%%
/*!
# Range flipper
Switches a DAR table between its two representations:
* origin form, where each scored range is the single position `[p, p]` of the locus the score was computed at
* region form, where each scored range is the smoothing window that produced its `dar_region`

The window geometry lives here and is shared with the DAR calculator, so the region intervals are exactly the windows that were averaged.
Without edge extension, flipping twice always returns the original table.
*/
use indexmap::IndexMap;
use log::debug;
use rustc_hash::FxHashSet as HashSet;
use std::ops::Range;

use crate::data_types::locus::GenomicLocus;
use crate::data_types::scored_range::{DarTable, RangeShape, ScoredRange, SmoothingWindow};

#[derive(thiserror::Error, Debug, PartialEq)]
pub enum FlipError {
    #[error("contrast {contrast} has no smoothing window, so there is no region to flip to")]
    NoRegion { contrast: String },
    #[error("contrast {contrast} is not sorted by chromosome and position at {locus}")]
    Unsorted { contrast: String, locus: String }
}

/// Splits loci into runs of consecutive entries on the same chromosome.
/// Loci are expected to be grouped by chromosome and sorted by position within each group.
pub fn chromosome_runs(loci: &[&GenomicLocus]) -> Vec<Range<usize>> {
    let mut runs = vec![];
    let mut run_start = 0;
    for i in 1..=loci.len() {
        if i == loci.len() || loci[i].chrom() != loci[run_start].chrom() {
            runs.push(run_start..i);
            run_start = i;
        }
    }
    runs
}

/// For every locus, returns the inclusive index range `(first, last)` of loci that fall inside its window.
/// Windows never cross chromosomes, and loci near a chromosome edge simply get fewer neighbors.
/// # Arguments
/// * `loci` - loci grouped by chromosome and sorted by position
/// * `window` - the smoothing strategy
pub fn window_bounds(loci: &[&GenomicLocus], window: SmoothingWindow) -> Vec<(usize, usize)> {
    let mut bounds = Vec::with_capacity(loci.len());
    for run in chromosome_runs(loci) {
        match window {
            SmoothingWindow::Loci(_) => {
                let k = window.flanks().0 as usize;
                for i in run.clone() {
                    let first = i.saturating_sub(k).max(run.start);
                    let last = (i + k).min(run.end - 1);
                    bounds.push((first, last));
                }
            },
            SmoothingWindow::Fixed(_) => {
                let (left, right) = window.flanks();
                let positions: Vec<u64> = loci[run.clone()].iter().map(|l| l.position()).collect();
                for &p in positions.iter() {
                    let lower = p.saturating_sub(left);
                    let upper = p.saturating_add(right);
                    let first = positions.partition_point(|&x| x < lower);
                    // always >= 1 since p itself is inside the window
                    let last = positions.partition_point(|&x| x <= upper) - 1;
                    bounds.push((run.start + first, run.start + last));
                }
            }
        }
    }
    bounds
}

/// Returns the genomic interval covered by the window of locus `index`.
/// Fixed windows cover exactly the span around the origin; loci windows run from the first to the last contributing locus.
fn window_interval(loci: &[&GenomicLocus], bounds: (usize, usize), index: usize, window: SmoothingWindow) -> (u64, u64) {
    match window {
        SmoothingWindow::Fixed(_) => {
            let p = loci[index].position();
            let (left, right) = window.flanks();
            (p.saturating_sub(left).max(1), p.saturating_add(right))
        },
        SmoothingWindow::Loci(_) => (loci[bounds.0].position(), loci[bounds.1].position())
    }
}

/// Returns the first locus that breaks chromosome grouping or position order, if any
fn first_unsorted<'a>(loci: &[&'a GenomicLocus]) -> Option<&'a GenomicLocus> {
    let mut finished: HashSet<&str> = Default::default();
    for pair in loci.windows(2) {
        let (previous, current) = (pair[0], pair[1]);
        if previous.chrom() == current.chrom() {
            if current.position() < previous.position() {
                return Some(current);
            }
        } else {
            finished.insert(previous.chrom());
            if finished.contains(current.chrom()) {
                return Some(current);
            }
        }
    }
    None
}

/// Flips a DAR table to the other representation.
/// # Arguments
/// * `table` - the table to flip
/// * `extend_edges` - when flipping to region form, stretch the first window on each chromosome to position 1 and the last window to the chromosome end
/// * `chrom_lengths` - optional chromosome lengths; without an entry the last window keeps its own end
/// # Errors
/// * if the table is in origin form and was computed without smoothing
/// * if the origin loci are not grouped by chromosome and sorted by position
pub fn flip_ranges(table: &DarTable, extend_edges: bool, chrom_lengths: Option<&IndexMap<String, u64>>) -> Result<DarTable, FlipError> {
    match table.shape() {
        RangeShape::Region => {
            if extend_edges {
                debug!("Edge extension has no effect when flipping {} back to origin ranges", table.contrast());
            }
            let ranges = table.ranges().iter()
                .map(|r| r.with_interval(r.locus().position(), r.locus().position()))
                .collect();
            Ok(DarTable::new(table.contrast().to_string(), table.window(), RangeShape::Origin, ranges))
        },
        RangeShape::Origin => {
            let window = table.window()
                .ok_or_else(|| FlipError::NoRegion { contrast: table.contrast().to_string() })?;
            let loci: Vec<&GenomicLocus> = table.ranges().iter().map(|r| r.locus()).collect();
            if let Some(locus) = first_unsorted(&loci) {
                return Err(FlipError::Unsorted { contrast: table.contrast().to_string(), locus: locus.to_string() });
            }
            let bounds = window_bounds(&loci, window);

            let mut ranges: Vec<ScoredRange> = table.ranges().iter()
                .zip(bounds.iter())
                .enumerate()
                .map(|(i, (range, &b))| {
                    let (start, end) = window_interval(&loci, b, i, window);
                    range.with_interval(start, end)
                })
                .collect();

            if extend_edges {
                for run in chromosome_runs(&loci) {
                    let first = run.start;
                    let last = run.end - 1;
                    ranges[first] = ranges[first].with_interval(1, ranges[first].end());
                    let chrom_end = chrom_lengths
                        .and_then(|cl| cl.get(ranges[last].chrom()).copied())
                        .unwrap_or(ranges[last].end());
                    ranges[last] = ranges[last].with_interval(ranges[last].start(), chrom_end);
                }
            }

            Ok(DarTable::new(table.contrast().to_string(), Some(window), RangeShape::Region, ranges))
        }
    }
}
%%
EXERCISE GOAL:
Whenever a line of the material above contains the string "finished", copy that line out.

TASK RESPONSE:
    let mut finished: HashSet<&str> = Default::default();
            finished.insert(previous.chrom());
            if finished.contains(current.chrom()) {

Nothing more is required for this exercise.